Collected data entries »

========================

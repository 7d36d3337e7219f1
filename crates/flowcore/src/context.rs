use crate::{DataType, EventEmitter, ExecutionId, ExecutionResult, NodeError, NodeId, Value};
use chrono::{DateTime, Utc};
use std::collections::HashMap;
use std::sync::Arc;
use std::time::Duration;
use tokio_util::sync::CancellationToken;

/// Time budget granted to an execution
#[derive(Debug, Clone, Copy, Default, PartialEq, Eq)]
pub struct ExecutionLimits {
    pub max_duration: Option<Duration>,
}

/// Execution context passed to each node
#[derive(Clone)]
pub struct ExecutionContext {
    pub execution_id: ExecutionId,

    /// Node this context was built for
    pub node_id: NodeId,

    /// Composite orchestrating this node, if any
    pub parent_id: Option<NodeId>,

    /// Input values keyed by port id
    pub inputs: HashMap<String, Value>,

    /// Static configuration for this node
    pub config: HashMap<String, Value>,

    /// Variables declared by the enclosing composite definition
    pub variables: Arc<HashMap<String, Value>>,

    pub started_at: DateTime<Utc>,

    pub limits: ExecutionLimits,

    /// Progress and log events for listeners
    pub events: EventEmitter,

    /// Structured logging scope for everything this node does
    pub span: tracing::Span,

    /// `None` means the default: stop on the first failure.
    pub stop_on_error: Option<bool>,

    /// Results of siblings that finished before this node started
    pub previous_results: Arc<HashMap<NodeId, ExecutionResult>>,

    /// Cooperative cancellation signal
    pub cancellation: CancellationToken,
}

impl ExecutionContext {
    pub fn new(node_id: impl Into<NodeId>) -> Self {
        let node_id = node_id.into();
        let events = EventEmitter::detached(node_id.clone());
        Self::with_events(node_id, events)
    }

    /// Build a root context that reports into an existing emitter
    pub fn with_events(node_id: impl Into<NodeId>, events: EventEmitter) -> Self {
        let node_id = node_id.into();
        Self {
            execution_id: events.execution_id(),
            span: tracing::info_span!("node", node_id = %node_id),
            events,
            node_id,
            parent_id: None,
            inputs: HashMap::new(),
            config: HashMap::new(),
            variables: Arc::new(HashMap::new()),
            started_at: Utc::now(),
            limits: ExecutionLimits::default(),
            stop_on_error: None,
            previous_results: Arc::new(HashMap::new()),
            cancellation: CancellationToken::new(),
        }
    }

    pub fn with_input(mut self, port: impl Into<String>, value: impl Into<Value>) -> Self {
        self.inputs.insert(port.into(), value.into());
        self
    }

    pub fn with_inputs(mut self, inputs: HashMap<String, Value>) -> Self {
        self.inputs.extend(inputs);
        self
    }

    pub fn with_config(mut self, key: impl Into<String>, value: impl Into<Value>) -> Self {
        self.config.insert(key.into(), value.into());
        self
    }

    pub fn with_variables(mut self, variables: HashMap<String, Value>) -> Self {
        self.variables = Arc::new(variables);
        self
    }

    pub fn with_stop_on_error(mut self, stop_on_error: bool) -> Self {
        self.stop_on_error = Some(stop_on_error);
        self
    }

    pub fn with_max_duration(mut self, max_duration: Duration) -> Self {
        self.limits.max_duration = Some(max_duration);
        self
    }

    pub fn with_cancellation(mut self, cancellation: CancellationToken) -> Self {
        self.cancellation = cancellation;
        self
    }

    /// Derive the context a composite hands to one of its children.
    pub fn for_child(
        &self,
        child_id: &str,
        inputs: HashMap<String, Value>,
        previous_results: Arc<HashMap<NodeId, ExecutionResult>>,
    ) -> Self {
        Self {
            execution_id: self.execution_id,
            node_id: child_id.to_string(),
            parent_id: Some(self.node_id.clone()),
            inputs,
            config: HashMap::new(),
            variables: Arc::clone(&self.variables),
            started_at: Utc::now(),
            limits: self.limits,
            events: self.events.for_node(child_id),
            span: tracing::info_span!(
                parent: &self.span,
                "node",
                node_id = %child_id,
                parent_id = %self.node_id
            ),
            stop_on_error: self.stop_on_error,
            previous_results,
            cancellation: self.cancellation.child_token(),
        }
    }

    /// Get required input or return error
    pub fn require_input(&self, name: &str) -> Result<&Value, NodeError> {
        self.inputs
            .get(name)
            .ok_or_else(|| NodeError::MissingInput(name.to_string()))
    }

    /// Get a required input that must hold a value of `expected` type
    pub fn require_input_of(&self, name: &str, expected: DataType) -> Result<&Value, NodeError> {
        let value = self.require_input(name)?;
        if value.matches(expected) {
            Ok(value)
        } else {
            Err(type_mismatch(name, expected, value))
        }
    }

    pub fn require_str(&self, name: &str) -> Result<&str, NodeError> {
        let value = self.require_input_of(name, DataType::String)?;
        value
            .as_str()
            .ok_or_else(|| type_mismatch(name, DataType::String, value))
    }

    pub fn require_number(&self, name: &str) -> Result<f64, NodeError> {
        let value = self.require_input_of(name, DataType::Number)?;
        value
            .as_f64()
            .ok_or_else(|| type_mismatch(name, DataType::Number, value))
    }

    /// Get config value or return error
    pub fn require_config(&self, name: &str) -> Result<&Value, NodeError> {
        self.config
            .get(name)
            .ok_or_else(|| NodeError::Configuration(format!("Missing config: {}", name)))
    }

    /// Get config with default
    pub fn get_config_or(&self, name: &str, default: Value) -> Value {
        self.config.get(name).cloned().unwrap_or(default)
    }

    pub fn previous_result(&self, node_id: &str) -> Option<&ExecutionResult> {
        self.previous_results.get(node_id)
    }

    pub fn report_progress(&self, percent: f64, message: Option<String>) {
        self.events.progress(percent.clamp(0.0, 100.0), message);
    }

    pub fn is_cancelled(&self) -> bool {
        self.cancellation.is_cancelled()
    }

    pub fn elapsed(&self) -> Duration {
        (Utc::now() - self.started_at).to_std().unwrap_or_default()
    }

    pub fn time_remaining(&self) -> Option<Duration> {
        self.limits
            .max_duration
            .map(|max| max.saturating_sub(self.elapsed()))
    }

    /// Cooperative check a long-running node calls between units of work.
    pub fn check_budget(&self) -> Result<(), NodeError> {
        if self.is_cancelled() {
            return Err(NodeError::Cancelled);
        }
        match (self.limits.max_duration, self.time_remaining()) {
            (Some(max), Some(remaining)) if remaining.is_zero() => Err(NodeError::Timeout {
                millis: max.as_millis() as u64,
            }),
            _ => Ok(()),
        }
    }
}

fn type_mismatch(field: &str, expected: DataType, value: &Value) -> NodeError {
    NodeError::InvalidInputType {
        field: field.to_string(),
        expected: expected.as_str().to_string(),
        actual: value.type_name().to_string(),
    }
}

========================

PROBLEM DESCRIPTION »
Copy the lines above, please. Keep them exact.

FINAL ANSWER »
repository 7d36d3337e7219f1
filename crates/flowcore/src/context.rs
use crate::{DataType, EventEmitter, ExecutionId, ExecutionResult, NodeError, NodeId, Value};
use chrono::{DateTime, Utc};
use std::collections::HashMap;
use std::sync::Arc;
use std::time::Duration;
use tokio_util::sync::CancellationToken;

/// Time budget granted to an execution
#[derive(Debug, Clone, Copy, Default, PartialEq, Eq)]
pub struct ExecutionLimits {
    pub max_duration: Option<Duration>,
}

/// Execution context passed to each node
#[derive(Clone)]
pub struct ExecutionContext {
    pub execution_id: ExecutionId,

    /// Node this context was built for
    pub node_id: NodeId,

    /// Composite orchestrating this node, if any
    pub parent_id: Option<NodeId>,

    /// Input values keyed by port id
    pub inputs: HashMap<String, Value>,

    /// Static configuration for this node
    pub config: HashMap<String, Value>,

    /// Variables declared by the enclosing composite definition
    pub variables: Arc<HashMap<String, Value>>,

    pub started_at: DateTime<Utc>,

    pub limits: ExecutionLimits,

    /// Progress and log events for listeners
    pub events: EventEmitter,

    /// Structured logging scope for everything this node does
    pub span: tracing::Span,

    /// `None` means the default: stop on the first failure.
    pub stop_on_error: Option<bool>,

    /// Results of siblings that finished before this node started
    pub previous_results: Arc<HashMap<NodeId, ExecutionResult>>,

    /// Cooperative cancellation signal
    pub cancellation: CancellationToken,
}

impl ExecutionContext {
    pub fn new(node_id: impl Into<NodeId>) -> Self {
        let node_id = node_id.into();
        let events = EventEmitter::detached(node_id.clone());
        Self::with_events(node_id, events)
    }

    /// Build a root context that reports into an existing emitter
    pub fn with_events(node_id: impl Into<NodeId>, events: EventEmitter) -> Self {
        let node_id = node_id.into();
        Self {
            execution_id: events.execution_id(),
            span: tracing::info_span!("node", node_id = %node_id),
            events,
            node_id,
            parent_id: None,
            inputs: HashMap::new(),
            config: HashMap::new(),
            variables: Arc::new(HashMap::new()),
            started_at: Utc::now(),
            limits: ExecutionLimits::default(),
            stop_on_error: None,
            previous_results: Arc::new(HashMap::new()),
            cancellation: CancellationToken::new(),
        }
    }

    pub fn with_input(mut self, port: impl Into<String>, value: impl Into<Value>) -> Self {
        self.inputs.insert(port.into(), value.into());
        self
    }

    pub fn with_inputs(mut self, inputs: HashMap<String, Value>) -> Self {
        self.inputs.extend(inputs);
        self
    }

    pub fn with_config(mut self, key: impl Into<String>, value: impl Into<Value>) -> Self {
        self.config.insert(key.into(), value.into());
        self
    }

    pub fn with_variables(mut self, variables: HashMap<String, Value>) -> Self {
        self.variables = Arc::new(variables);
        self
    }

    pub fn with_stop_on_error(mut self, stop_on_error: bool) -> Self {
        self.stop_on_error = Some(stop_on_error);
        self
    }

    pub fn with_max_duration(mut self, max_duration: Duration) -> Self {
        self.limits.max_duration = Some(max_duration);
        self
    }

    pub fn with_cancellation(mut self, cancellation: CancellationToken) -> Self {
        self.cancellation = cancellation;
        self
    }

    /// Derive the context a composite hands to one of its children.
    pub fn for_child(
        &self,
        child_id: &str,
        inputs: HashMap<String, Value>,
        previous_results: Arc<HashMap<NodeId, ExecutionResult>>,
    ) -> Self {
        Self {
            execution_id: self.execution_id,
            node_id: child_id.to_string(),
            parent_id: Some(self.node_id.clone()),
            inputs,
            config: HashMap::new(),
            variables: Arc::clone(&self.variables),
            started_at: Utc::now(),
            limits: self.limits,
            events: self.events.for_node(child_id),
            span: tracing::info_span!(
                parent: &self.span,
                "node",
                node_id = %child_id,
                parent_id = %self.node_id
            ),
            stop_on_error: self.stop_on_error,
            previous_results,
            cancellation: self.cancellation.child_token(),
        }
    }

    /// Get required input or return error
    pub fn require_input(&self, name: &str) -> Result<&Value, NodeError> {
        self.inputs
            .get(name)
            .ok_or_else(|| NodeError::MissingInput(name.to_string()))
    }

    /// Get a required input that must hold a value of `expected` type
    pub fn require_input_of(&self, name: &str, expected: DataType) -> Result<&Value, NodeError> {
        let value = self.require_input(name)?;
        if value.matches(expected) {
            Ok(value)
        } else {
            Err(type_mismatch(name, expected, value))
        }
    }

    pub fn require_str(&self, name: &str) -> Result<&str, NodeError> {
        let value = self.require_input_of(name, DataType::String)?;
        value
            .as_str()
            .ok_or_else(|| type_mismatch(name, DataType::String, value))
    }

    pub fn require_number(&self, name: &str) -> Result<f64, NodeError> {
        let value = self.require_input_of(name, DataType::Number)?;
        value
            .as_f64()
            .ok_or_else(|| type_mismatch(name, DataType::Number, value))
    }

    /// Get config value or return error
    pub fn require_config(&self, name: &str) -> Result<&Value, NodeError> {
        self.config
            .get(name)
            .ok_or_else(|| NodeError::Configuration(format!("Missing config: {}", name)))
    }

    /// Get config with default
    pub fn get_config_or(&self, name: &str, default: Value) -> Value {
        self.config.get(name).cloned().unwrap_or(default)
    }

    pub fn previous_result(&self, node_id: &str) -> Option<&ExecutionResult> {
        self.previous_results.get(node_id)
    }

    pub fn report_progress(&self, percent: f64, message: Option<String>) {
        self.events.progress(percent.clamp(0.0, 100.0), message);
    }

    pub fn is_cancelled(&self) -> bool {
        self.cancellation.is_cancelled()
    }

    pub fn elapsed(&self) -> Duration {
        (Utc::now() - self.started_at).to_std().unwrap_or_default()
    }

    pub fn time_remaining(&self) -> Option<Duration> {
        self.limits
            .max_duration
            .map(|max| max.saturating_sub(self.elapsed()))
    }

    /// Cooperative check a long-running node calls between units of work.
    pub fn check_budget(&self) -> Result<(), NodeError> {
        if self.is_cancelled() {
            return Err(NodeError::Cancelled);
        }
        match (self.limits.max_duration, self.time_remaining()) {
            (Some(max), Some(remaining)) if remaining.is_zero() => Err(NodeError::Timeout {
                millis: max.as_millis() as u64,
            }),
            _ => Ok(()),
        }
    }
}

fn type_mismatch(field: &str, expected: DataType, value: &Value) -> NodeError {
    NodeError::InvalidInputType {
        field: field.to_string(),
        expected: expected.as_str().to_string(),
        actual: value.type_name().to_string(),
    }
}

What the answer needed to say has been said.